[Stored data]

---

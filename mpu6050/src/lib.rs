//! Blocking I2C driver for the InvenSense MPU6050 6-axis IMU.
//!
//! The MPU6050 combines a 3-axis accelerometer and a 3-axis gyroscope behind
//! a register-addressed I2C interface. This driver covers device
//! identification, wake-up and full-scale configuration, and single-shot
//! polling of both sensors, converting the raw two's-complement samples into
//! physical units (g and deg/s).
//!
//! The driver is written against the [`embedded_hal::i2c::I2c`] trait, so it
//! works with any HAL that implements it. Every operation is a single
//! blocking bus transaction and every operation returns a [`Result`]; there
//! is no retry or recovery policy built in, callers decide what to do with a
//! failed poll.

#![no_std]

use thiserror::Error;

pub mod blocking;

pub use blocking::Mpu6050;

/// 7-bit I2C address of the MPU6050 with AD0 pulled low.
///
/// Datasheets and vendor code often quote the 8-bit write address 0xD0;
/// `embedded-hal` uses the 7-bit convention, 0xD0 >> 1.
pub const I2C_ADDRESS: u8 = 0x68;

/// Expected value of the [`WHO_AM_I`] register.
pub const WHO_AM_I_VALUE: u8 = 104;

/// Sample rate divider register (`SMPLRT_DIV`).
pub const SMPLRT_DIV: u8 = 0x19;
/// Gyroscope full-scale configuration register (`GYRO_CONFIG`).
pub const GYRO_CONFIG: u8 = 0x1B;
/// Accelerometer full-scale configuration register (`ACCEL_CONFIG`).
pub const ACCEL_CONFIG: u8 = 0x1C;
/// First of the six accelerometer data registers (`ACCEL_XOUT_H`).
pub const ACCEL_XOUT_H: u8 = 0x3B;
/// First of the two temperature data registers (`TEMP_OUT_H`).
pub const TEMP_OUT_H: u8 = 0x41;
/// First of the six gyroscope data registers (`GYRO_XOUT_H`).
pub const GYRO_XOUT_H: u8 = 0x43;
/// Power management register (`PWR_MGMT_1`), holds the SLEEP bit.
pub const PWR_MGMT_1: u8 = 0x6B;
/// Device identity register (`WHO_AM_I`).
pub const WHO_AM_I: u8 = 0x75;

/// SLEEP bit of [`PWR_MGMT_1`].
pub const SLEEP_BIT: u8 = 1 << 6;

/// Gyroscope output rate with the digital low-pass filter disabled, in Hz.
/// The sample rate divider divides this rate down.
pub const GYRO_OUTPUT_RATE_HZ: u32 = 8_000;

/// Driver errors.
///
/// Transport faults are carried as [`Error::Bus`] and keep the HAL's error
/// value, so a NACK stays distinguishable from a timeout through
/// [`embedded_hal::i2c::Error::kind`] or the HAL's own error enum.
#[derive(Debug, Error)]
pub enum Error<E> {
    /// Communication error on the I2C bus.
    #[error("bus error: {0:?}")]
    Bus(E),
    /// The identity register did not match [`WHO_AM_I_VALUE`]; contains the
    /// value actually read. No configuration is written in this case.
    #[error("unexpected identity register value {0:#04x}")]
    DeviceNotFound(u8),
}

impl<E> From<E> for Error<E> {
    fn from(error: E) -> Self {
        Self::Bus(error)
    }
}

/// The possible values of the `AFS_SEL` field of [`ACCEL_CONFIG`].
///
/// The variant value is the raw field value; it is shifted into bits 4:3 on
/// write. Each range has a fixed sensitivity in LSB per g.
#[repr(u8)]
#[derive(Debug, Copy, Clone, PartialEq, Eq, Default)]
pub enum AccelRange {
    /// ±2 g, 16384 LSB/g
    #[default]
    G2 = 0b00,
    /// ±4 g, 8192 LSB/g
    G4 = 0b01,
    /// ±8 g, 4096 LSB/g
    G8 = 0b10,
    /// ±16 g, 2048 LSB/g
    G16 = 0b11,
}

impl AccelRange {
    /// Sensitivity of this range in LSB per g.
    pub fn scale(self) -> f32 {
        match self {
            AccelRange::G2 => 16384.0,
            AccelRange::G4 => 8192.0,
            AccelRange::G8 => 4096.0,
            AccelRange::G16 => 2048.0,
        }
    }
}

/// The possible values of the `FS_SEL` field of [`GYRO_CONFIG`].
///
/// The variant value is the raw field value; it is shifted into bits 4:3 on
/// write. Each range has a fixed sensitivity in LSB per deg/s.
#[repr(u8)]
#[derive(Debug, Copy, Clone, PartialEq, Eq, Default)]
pub enum GyroRange {
    /// ±250 deg/s, 131 LSB/(deg/s)
    #[default]
    Dps250 = 0b00,
    /// ±500 deg/s, 65.5 LSB/(deg/s)
    Dps500 = 0b01,
    /// ±1000 deg/s, 32.8 LSB/(deg/s)
    Dps1000 = 0b10,
    /// ±2000 deg/s, 16.4 LSB/(deg/s)
    Dps2000 = 0b11,
}

impl GyroRange {
    /// Sensitivity of this range in LSB per deg/s.
    pub fn scale(self) -> f32 {
        match self {
            GyroRange::Dps250 => 131.0,
            GyroRange::Dps500 => 65.5,
            GyroRange::Dps1000 => 32.8,
            GyroRange::Dps2000 => 16.4,
        }
    }
}

/// Device configuration written by [`Mpu6050::init`].
#[derive(Debug, Copy, Clone, PartialEq, Eq)]
pub struct Config {
    /// Sample rate divider. The output rate is
    /// [`GYRO_OUTPUT_RATE_HZ`] / (1 + divider); the default of 0x07 selects
    /// 1 kHz.
    pub sample_rate_divider: u8,
    /// Accelerometer full-scale range.
    pub accel_range: AccelRange,
    /// Gyroscope full-scale range.
    pub gyro_range: GyroRange,
}

impl Default for Config {
    fn default() -> Self {
        Self {
            sample_rate_divider: 0x07,
            accel_range: AccelRange::G2,
            gyro_range: GyroRange::Dps250,
        }
    }
}

/// One raw sample per axis, as read from the data registers.
#[derive(Debug, Copy, Clone, PartialEq, Eq)]
pub struct RawSample {
    pub x: i16,
    pub y: i16,
    pub z: i16,
}

/// Acceleration per axis in g.
#[derive(Debug, Copy, Clone, PartialEq)]
pub struct Acceleration {
    pub x: f32,
    pub y: f32,
    pub z: f32,
}

/// Angular rate per axis in deg/s.
#[derive(Debug, Copy, Clone, PartialEq)]
pub struct AngularRate {
    pub x: f32,
    pub y: f32,
    pub z: f32,
}

#[cfg(test)]
mod tests {
    use super::*;

    #[test]
    fn default_config_matches_device_defaults() {
        let config = Config::default();
        assert_eq!(config.sample_rate_divider, 0x07);
        assert_eq!(config.accel_range, AccelRange::G2);
        assert_eq!(config.gyro_range, GyroRange::Dps250);
    }

    #[test]
    fn accel_scale_table() {
        assert_eq!(AccelRange::G2.scale(), 16384.0);
        assert_eq!(AccelRange::G4.scale(), 8192.0);
        assert_eq!(AccelRange::G8.scale(), 4096.0);
        assert_eq!(AccelRange::G16.scale(), 2048.0);
    }

    #[test]
    fn gyro_scale_table() {
        assert_eq!(GyroRange::Dps250.scale(), 131.0);
        assert_eq!(GyroRange::Dps500.scale(), 65.5);
        assert_eq!(GyroRange::Dps1000.scale(), 32.8);
        assert_eq!(GyroRange::Dps2000.scale(), 16.4);
    }

    #[test]
    fn address_is_shifted_datasheet_address() {
        assert_eq!(I2C_ADDRESS, 0xD0 >> 1);
    }
}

---

YOUR TASK: Please print exactly the lines of the entries above, beginning with the line that contains "assert_eq!(config.accel_range, AccelRange::G2);" and ending with the last line.

RESULT:
        assert_eq!(config.accel_range, AccelRange::G2);
        assert_eq!(config.gyro_range, GyroRange::Dps250);
    }

    #[test]
    fn accel_scale_table() {
        assert_eq!(AccelRange::G2.scale(), 16384.0);
        assert_eq!(AccelRange::G4.scale(), 8192.0);
        assert_eq!(AccelRange::G8.scale(), 4096.0);
        assert_eq!(AccelRange::G16.scale(), 2048.0);
    }

    #[test]
    fn gyro_scale_table() {
        assert_eq!(GyroRange::Dps250.scale(), 131.0);
        assert_eq!(GyroRange::Dps500.scale(), 65.5);
        assert_eq!(GyroRange::Dps1000.scale(), 32.8);
        assert_eq!(GyroRange::Dps2000.scale(), 16.4);
    }

    #[test]
    fn address_is_shifted_datasheet_address() {
        assert_eq!(I2C_ADDRESS, 0xD0 >> 1);
    }
}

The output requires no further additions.